Consequently, the Company concluded that errors occurred in its prior accounting for theatre systems, has revised its policy with regard to revenue recognition for theatre systems, and restated its financial results in accordance with the revised policy. The revised policy has the effect of shifting theatre systems revenues from the period in which they were previously reported to subsequent periods. The impact of these errors resulted in a net overstatement of aggregate earnings previously reported for the periods 2002 through 2005 of $10.4 million. The operating results for 2006 include the recognition of income resulting from the restatement of $7.4 million, meaning that the net earnings impact on future periods is $3.0 million. It is anticipated that, of that $3 million in net impact, the majority will be recognized in income in 2007. Breaking it down further, a total of 16 installation transactions with a total revenue and margin impact of $25.4 million and $14.1 million, respectively, shifted between reported quarters in their originally reported years. In addition, a total of 14 installation transactions, with a total revenue and margin impact of $27.1 million and $14.0 million, respectively, shifted between fiscal years.
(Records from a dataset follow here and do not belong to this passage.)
//! Fuzz target for `secpol.toml` parsing and resolution.
//!
//! Goal: parsing and resolving should **never panic** on any input.
//!
//! Run with:
//! ```bash
//! cargo +nightly fuzz run fuzz_config_parser
//! ```

#![no_main]

use libfuzzer_sys::fuzz_target;
use secpol_settings::{Overrides, parse_config_toml, resolve_config};

fuzz_target!(|data: &[u8]| {
    if let Ok(text) = std::str::from_utf8(data)
        && let Ok(cfg) = parse_config_toml(text)
    {
        let _ = resolve_config(cfg, Overrides::default());
    }
});
use crate::target::{ConnectionConfig, ConnectionKind, NetworkConfig, Startmode};
use secpol_types::{FixOutcome, Issue, Scope};

pub fn validate(rule_id: &str, config: &NetworkConfig) -> Option<Issue> {
    let active: Vec<&str> = active_wireless(config)
        .map(|conn| conn.name.as_str())
        .collect();

    if active.is_empty() {
        return None;
    }

    Some(Issue::new(
        format!(
            "Wireless connections are not allowed: {}",
            active.join(", ")
        ),
        Scope::Network,
        rule_id,
    ))
}

/// Switches every active wireless connection off. Connections already off are skipped,
/// so a second run changes nothing.
pub fn fix(config: &mut NetworkConfig) -> FixOutcome {
    let mut changed = 0u32;
    for conn in config
        .connections
        .iter_mut()
        .filter(|conn| is_active_wireless(conn))
    {
        conn.startmode = Some(Startmode::Off);
        changed += 1;
    }

    if changed == 0 {
        FixOutcome::NothingToFix
    } else {
        FixOutcome::Fixed { changed }
    }
}

fn active_wireless(config: &NetworkConfig) -> impl Iterator<Item = &ConnectionConfig> {
    config
        .connections
        .iter()
        .filter(|conn| is_active_wireless(conn))
}

fn is_active_wireless(conn: &ConnectionConfig) -> bool {
    conn.kind == ConnectionKind::Wireless && !conn.is_off()
}
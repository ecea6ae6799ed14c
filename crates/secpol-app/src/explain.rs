//! The `explain` use case: look up rule documentation.

use secpol_types::explain::{self, Explanation};

/// Output from the explain use case.
#[derive(Clone, Debug)]
pub enum ExplainOutput {
    /// Found an explanation for the identifier.
    Found(Explanation),
    /// The identifier is neither a known rule id nor a rule name.
    NotFound {
        identifier: String,
        available_rule_ids: &'static [&'static str],
        available_rule_names: &'static [&'static str],
    },
}

/// Look up a rule by id (`SLES-15-040200`) or name (`partition_for_home`).
pub fn run_explain(identifier: &str) -> ExplainOutput {
    match explain::lookup_explanation(identifier.trim()) {
        Some(exp) => ExplainOutput::Found(exp),
        None => ExplainOutput::NotFound {
            identifier: identifier.to_string(),
            available_rule_ids: explain::all_rule_ids(),
            available_rule_names: explain::all_rule_names(),
        },
    }
}

/// Format an explanation for terminal display.
pub fn format_explanation(exp: &Explanation) -> String {
    let mut out = String::new();

    out.push_str(exp.title);
    out.push('\n');
    out.push_str(&"=".repeat(exp.title.len()));
    out.push_str("\n\n");
    out.push_str(exp.description);
    out.push_str("\n\n");
    out.push_str("Remediation\n");
    out.push_str("-----------\n");
    out.push_str(exp.remediation);
    out.push('\n');

    out
}

/// Format the "not found" error message for terminal display.
pub fn format_not_found(identifier: &str, rule_ids: &[&str], rule_names: &[&str]) -> String {
    let mut out = String::new();

    out.push_str(&format!("Unknown rule id or name: {identifier}\n\n"));
    out.push_str("Available rule ids:\n");
    for id in rule_ids {
        out.push_str(&format!("  - {id}\n"));
    }
    out.push_str("\nAvailable rule names:\n");
    for name in rule_names {
        out.push_str(&format!("  - {name}\n"));
    }

    out
}

#[cfg(test)]
mod tests {
    use super::*;
    use secpol_types::ids;

    #[test]
    fn explain_known_rule_id_and_name() {
        assert!(matches!(
            run_explain(ids::RULE_FIREWALL_ENABLED),
            ExplainOutput::Found(_)
        ));
        assert!(matches!(
            run_explain(ids::NAME_BOOTLOADER_PASSWORD),
            ExplainOutput::Found(_)
        ));
    }

    #[test]
    fn explain_unknown() {
        match run_explain("package_aide_installed") {
            ExplainOutput::NotFound {
                identifier,
                available_rule_ids,
                available_rule_names,
            } => {
                assert_eq!(identifier, "package_aide_installed");
                assert!(available_rule_ids.contains(&ids::RULE_NO_WIRELESS));
                assert!(available_rule_names.contains(&ids::NAME_NO_WIRELESS));
            }
            ExplainOutput::Found(_) => panic!("expected NotFound"),
        }
    }

    #[test]
    fn format_explanation_output() {
        let ExplainOutput::Found(exp) = run_explain(ids::RULE_NO_WIRELESS) else {
            panic!("expected Found");
        };
        let formatted = format_explanation(&exp);
        assert!(formatted.starts_with(exp.title));
        assert!(formatted.contains("Remediation\n-----------\n"));
    }

    #[test]
    fn format_not_found_output() {
        let formatted = format_not_found("missing", &["R-1", "R-2"], &["rule_one"]);
        assert!(formatted.contains("Unknown rule id or name: missing"));
        assert!(formatted.contains("  - R-2\n"));
        assert!(formatted.contains("Available rule names:\n  - rule_one\n"));
    }
}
As part of the Company's review of these transactions, certain other adjustments were identified, including misallocation of value to elements and accounting for finance income on certain leases that were previously reserved against. The net amount of these adjustments over the period 2002 through 2005 was a decrease in income of $1.9 million. Transactions and events related to these adjustments are expected to result in the majority of the income reversing into 2007.
For the three months ended March 31, 2007, the Company's total revenues were $27.2 million, as compared to $23.3 million reported for the prior year period. Systems revenue was $13.1 million versus $12.8 million in the prior year period. The Company recognized revenue on 5 theatre systems which qualified as either sales or sales-type leases in the first quarter of 2007, compared to 5 in 2006.
For the first quarter of 2007, film revenues were $9.1 million, as compared to $6.0 million in the first quarter of 2006. This included IMAX DMR(TM) revenues of $4.6 million compared to $1.1 million in 2006. Theatre operations revenue was $4.5 million in the first quarter of 2007 compared to $3.7 million in the first quarter of 2006.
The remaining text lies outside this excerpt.